• [GIVEN RECORDS]:
'''

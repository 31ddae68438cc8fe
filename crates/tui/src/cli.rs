//! Command-line argument parsing for savesearch-tui.
//!
//! Responsibilities:
//! - Define CLI argument structure using clap derive macros.
//!
//! Does NOT handle:
//! - Configuration loading or validation (see `runtime::config`).
//! - Environment variable parsing (handled by `savesearch_config`).
//!
//! Invariants:
//! - CLI arguments are parsed once at startup via `Cli::parse()`.

use clap::Parser;
use std::path::PathBuf;

/// Command-line arguments for savesearch-tui.
///
/// Configuration precedence (highest to lowest):
/// 1. CLI arguments (e.g., --base-url, --messages)
/// 2. Environment variables (e.g., SAVESEARCH_BASE_URL)
/// 3. `.env` file
/// 4. Default values
#[derive(Debug, Parser)]
#[command(
    name = "savesearch-tui",
    about = "Name and save search queries from the terminal",
    version,
    after_help = "Examples:\n  savesearch-tui --base-url https://localhost:8089\n  savesearch-tui --messages ./messages.fr.json\n  savesearch-tui --log-dir /var/log/savesearch --no-mouse\n"
)]
pub struct Cli {
    /// Base URL of the server (overrides SAVESEARCH_BASE_URL)
    #[arg(long)]
    pub base_url: Option<String>,

    /// JSON message catalog overriding the built-in strings
    #[arg(long, value_name = "FILE")]
    pub messages: Option<PathBuf>,

    /// Directory for log files
    #[arg(long, default_value = "logs")]
    pub log_dir: PathBuf,

    /// Disable mouse support
    #[arg(long)]
    pub no_mouse: bool,

    /// Enable Prometheus metrics endpoint and bind address (e.g., "127.0.0.1:9090")
    #[arg(long, env = "SAVESEARCH_METRICS_BIND")]
    pub metrics_bind: Option<String>,
}
//! Common test utilities for TUI side effects tests.
//!
//! Provides an in-memory save operation, session fixtures and a harness
//! that runs `handle_side_effects` and collects the actions it sends.
//!
//! # Invariants
//! - Each test gets its own isolated channel (and mock server when used)
//!
//! # What this does NOT handle
//! - TUI rendering (see `helpers`)

#![allow(dead_code)]

use async_trait::async_trait;
use secrecy::{ExposeSecret, SecretString};
use std::sync::{Arc, Mutex};
use tokio::sync::mpsc;

pub use savesearch_client::{
    ClientError, SaveSearchOperation, SaveSearchRequest, SavedSearchClient, SavedSearchCreated,
    StaticSession, UserSession,
};
pub use savesearch_tui::action::Action;
pub use savesearch_tui::runtime::side_effects::{
    SharedOperation, SharedSession, SideEffectContext, handle_side_effects,
};
pub use tokio::sync::mpsc::{Receiver, Sender};
pub use wiremock::{Mock, MockServer, ResponseTemplate};

/// What the in-memory save operation answers with.
#[derive(Debug, Clone)]
pub enum MockOutcome {
    Resolve { id: String },
    Reject,
}

/// In-memory `SaveSearchOperation` recording every call.
pub struct MockSaveOperation {
    outcome: MockOutcome,
    calls: Mutex<Vec<(SaveSearchRequest, String)>>,
}

impl MockSaveOperation {
    pub fn resolving(id: &str) -> Arc<Self> {
        Arc::new(Self {
            outcome: MockOutcome::Resolve { id: id.to_string() },
            calls: Mutex::new(Vec::new()),
        })
    }

    pub fn rejecting() -> Arc<Self> {
        Arc::new(Self {
            outcome: MockOutcome::Reject,
            calls: Mutex::new(Vec::new()),
        })
    }

    /// Recorded (request, token) pairs.
    pub fn calls(&self) -> Vec<(SaveSearchRequest, String)> {
        self.calls.lock().unwrap().clone()
    }
}

#[async_trait]
impl SaveSearchOperation for MockSaveOperation {
    async fn save_search(
        &self,
        request: &SaveSearchRequest,
        token: &SecretString,
    ) -> savesearch_client::Result<SavedSearchCreated> {
        self.calls
            .lock()
            .unwrap()
            .push((request.clone(), token.expose_secret().to_string()));

        match &self.outcome {
            MockOutcome::Resolve { id } => Ok(SavedSearchCreated {
                id: id.clone(),
                name: request.name.clone(),
            }),
            MockOutcome::Reject => Err(ClientError::ApiError {
                status: 500,
                url: "http://localhost/services/saved/searches".to_string(),
                message: "rejected".to_string(),
            }),
        }
    }
}

/// Session for the "faketoken" user.
pub fn signed_in_session() -> SharedSession {
    Arc::new(StaticSession::signed_in(UserSession::new("faketoken")))
}

pub fn anonymous_session() -> SharedSession {
    Arc::new(StaticSession::anonymous())
}

/// Test harness for side effects testing.
pub struct SideEffectsTestHarness {
    /// Receiver for actions sent by the side effect handlers
    pub action_rx: Receiver<Action>,
    /// Sender for actions (clone this to pass to handlers)
    pub action_tx: Sender<Action>,
    pub ctx: SideEffectContext,
}

impl SideEffectsTestHarness {
    pub fn new(operation: SharedOperation, session: SharedSession) -> Self {
        let (action_tx, action_rx) = mpsc::channel::<Action>(100);
        Self {
            action_rx,
            action_tx,
            ctx: SideEffectContext::new(operation, session),
        }
    }

    /// Harness whose save operation is a real client pointed at `server`.
    pub fn with_server(server: &MockServer, session: SharedSession) -> Self {
        let client = SavedSearchClient::builder()
            .base_url(server.uri())
            .timeout(std::time::Duration::from_secs(5))
            .build()
            .expect("Failed to build test client");
        Self::new(Arc::new(client), session)
    }

    /// Handle an action and collect resulting actions until `SearchSaved` arrives.
    ///
    /// `handle_side_effects` must return promptly; network work belongs in
    /// spawned tasks.
    pub async fn handle_and_collect(&mut self, action: Action, timeout_secs: u64) -> Vec<Action> {
        let handle_future = handle_side_effects(action, self.ctx.clone(), self.action_tx.clone());
        if tokio::time::timeout(tokio::time::Duration::from_millis(100), handle_future)
            .await
            .is_err()
        {
            panic!("handle_side_effects timed out - it may be blocking instead of spawning tasks");
        }

        let mut actions = Vec::new();
        let deadline = tokio::time::Instant::now() + tokio::time::Duration::from_secs(timeout_secs);

        while tokio::time::Instant::now() < deadline {
            match tokio::time::timeout(
                tokio::time::Duration::from_millis(100),
                self.action_rx.recv(),
            )
            .await
            {
                Ok(Some(action)) => {
                    let done = matches!(action, Action::SearchSaved(_));
                    actions.push(action);
                    if done {
                        break;
                    }
                }
                Ok(None) => break,
                Err(_) => tokio::task::yield_now().await,
            }
        }

        actions
    }
}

'''

• [WHAT NEEDS TO BE DONE]:
Copy the listing word for word.

• [ANSWER SECTION]:
repository 31ddae68438cc8fe
filename crates/tui/src/cli.rs
//! Command-line argument parsing for savesearch-tui.
//!
//! Responsibilities:
//! - Define CLI argument structure using clap derive macros.
//!
//! Does NOT handle:
//! - Configuration loading or validation (see `runtime::config`).
//! - Environment variable parsing (handled by `savesearch_config`).
//!
//! Invariants:
//! - CLI arguments are parsed once at startup via `Cli::parse()`.

use clap::Parser;
use std::path::PathBuf;

/// Command-line arguments for savesearch-tui.
///
/// Configuration precedence (highest to lowest):
/// 1. CLI arguments (e.g., --base-url, --messages)
/// 2. Environment variables (e.g., SAVESEARCH_BASE_URL)
/// 3. `.env` file
/// 4. Default values
#[derive(Debug, Parser)]
#[command(
    name = "savesearch-tui",
    about = "Name and save search queries from the terminal",
    version,
    after_help = "Examples:\n  savesearch-tui --base-url https://localhost:8089\n  savesearch-tui --messages ./messages.fr.json\n  savesearch-tui --log-dir /var/log/savesearch --no-mouse\n"
)]
pub struct Cli {
    /// Base URL of the server (overrides SAVESEARCH_BASE_URL)
    #[arg(long)]
    pub base_url: Option<String>,

    /// JSON message catalog overriding the built-in strings
    #[arg(long, value_name = "FILE")]
    pub messages: Option<PathBuf>,

    /// Directory for log files
    #[arg(long, default_value = "logs")]
    pub log_dir: PathBuf,

    /// Disable mouse support
    #[arg(long)]
    pub no_mouse: bool,

    /// Enable Prometheus metrics endpoint and bind address (e.g., "127.0.0.1:9090")
    #[arg(long, env = "SAVESEARCH_METRICS_BIND")]
    pub metrics_bind: Option<String>,
}
//! Common test utilities for TUI side effects tests.
//!
//! Provides an in-memory save operation, session fixtures and a harness
//! that runs `handle_side_effects` and collects the actions it sends.
//!
//! # Invariants
//! - Each test gets its own isolated channel (and mock server when used)
//!
//! # What this does NOT handle
//! - TUI rendering (see `helpers`)

#![allow(dead_code)]

use async_trait::async_trait;
use secrecy::{ExposeSecret, SecretString};
use std::sync::{Arc, Mutex};
use tokio::sync::mpsc;

pub use savesearch_client::{
    ClientError, SaveSearchOperation, SaveSearchRequest, SavedSearchClient, SavedSearchCreated,
    StaticSession, UserSession,
};
pub use savesearch_tui::action::Action;
pub use savesearch_tui::runtime::side_effects::{
    SharedOperation, SharedSession, SideEffectContext, handle_side_effects,
};
pub use tokio::sync::mpsc::{Receiver, Sender};
pub use wiremock::{Mock, MockServer, ResponseTemplate};

/// What the in-memory save operation answers with.
#[derive(Debug, Clone)]
pub enum MockOutcome {
    Resolve { id: String },
    Reject,
}

/// In-memory `SaveSearchOperation` recording every call.
pub struct MockSaveOperation {
    outcome: MockOutcome,
    calls: Mutex<Vec<(SaveSearchRequest, String)>>,
}

impl MockSaveOperation {
    pub fn resolving(id: &str) -> Arc<Self> {
        Arc::new(Self {
            outcome: MockOutcome::Resolve { id: id.to_string() },
            calls: Mutex::new(Vec::new()),
        })
    }

    pub fn rejecting() -> Arc<Self> {
        Arc::new(Self {
            outcome: MockOutcome::Reject,
            calls: Mutex::new(Vec::new()),
        })
    }

    /// Recorded (request, token) pairs.
    pub fn calls(&self) -> Vec<(SaveSearchRequest, String)> {
        self.calls.lock().unwrap().clone()
    }
}

#[async_trait]
impl SaveSearchOperation for MockSaveOperation {
    async fn save_search(
        &self,
        request: &SaveSearchRequest,
        token: &SecretString,
    ) -> savesearch_client::Result<SavedSearchCreated> {
        self.calls
            .lock()
            .unwrap()
            .push((request.clone(), token.expose_secret().to_string()));

        match &self.outcome {
            MockOutcome::Resolve { id } => Ok(SavedSearchCreated {
                id: id.clone(),
                name: request.name.clone(),
            }),
            MockOutcome::Reject => Err(ClientError::ApiError {
                status: 500,
                url: "http://localhost/services/saved/searches".to_string(),
                message: "rejected".to_string(),
            }),
        }
    }
}

/// Session for the "faketoken" user.
pub fn signed_in_session() -> SharedSession {
    Arc::new(StaticSession::signed_in(UserSession::new("faketoken")))
}

pub fn anonymous_session() -> SharedSession {
    Arc::new(StaticSession::anonymous())
}

/// Test harness for side effects testing.
pub struct SideEffectsTestHarness {
    /// Receiver for actions sent by the side effect handlers
    pub action_rx: Receiver<Action>,
    /// Sender for actions (clone this to pass to handlers)
    pub action_tx: Sender<Action>,
    pub ctx: SideEffectContext,
}

impl SideEffectsTestHarness {
    pub fn new(operation: SharedOperation, session: SharedSession) -> Self {
        let (action_tx, action_rx) = mpsc::channel::<Action>(100);
        Self {
            action_rx,
            action_tx,
            ctx: SideEffectContext::new(operation, session),
        }
    }

    /// Harness whose save operation is a real client pointed at `server`.
    pub fn with_server(server: &MockServer, session: SharedSession) -> Self {
        let client = SavedSearchClient::builder()
            .base_url(server.uri())
            .timeout(std::time::Duration::from_secs(5))
            .build()
            .expect("Failed to build test client");
        Self::new(Arc::new(client), session)
    }

    /// Handle an action and collect resulting actions until `SearchSaved` arrives.
    ///
    /// `handle_side_effects` must return promptly; network work belongs in
    /// spawned tasks.
    pub async fn handle_and_collect(&mut self, action: Action, timeout_secs: u64) -> Vec<Action> {
        let handle_future = handle_side_effects(action, self.ctx.clone(), self.action_tx.clone());
        if tokio::time::timeout(tokio::time::Duration::from_millis(100), handle_future)
            .await
            .is_err()
        {
            panic!("handle_side_effects timed out - it may be blocking instead of spawning tasks");
        }

        let mut actions = Vec::new();
        let deadline = tokio::time::Instant::now() + tokio::time::Duration::from_secs(timeout_secs);

        while tokio::time::Instant::now() < deadline {
            match tokio::time::timeout(
                tokio::time::Duration::from_millis(100),
                self.action_rx.recv(),
            )
            .await
            {
                Ok(Some(action)) => {
                    let done = matches!(action, Action::SearchSaved(_));
                    actions.push(action);
                    if done {
                        break;
                    }
                }
                Ok(None) => break,
                Err(_) => tokio::task::yield_now().await,
            }
        }

        actions
    }
}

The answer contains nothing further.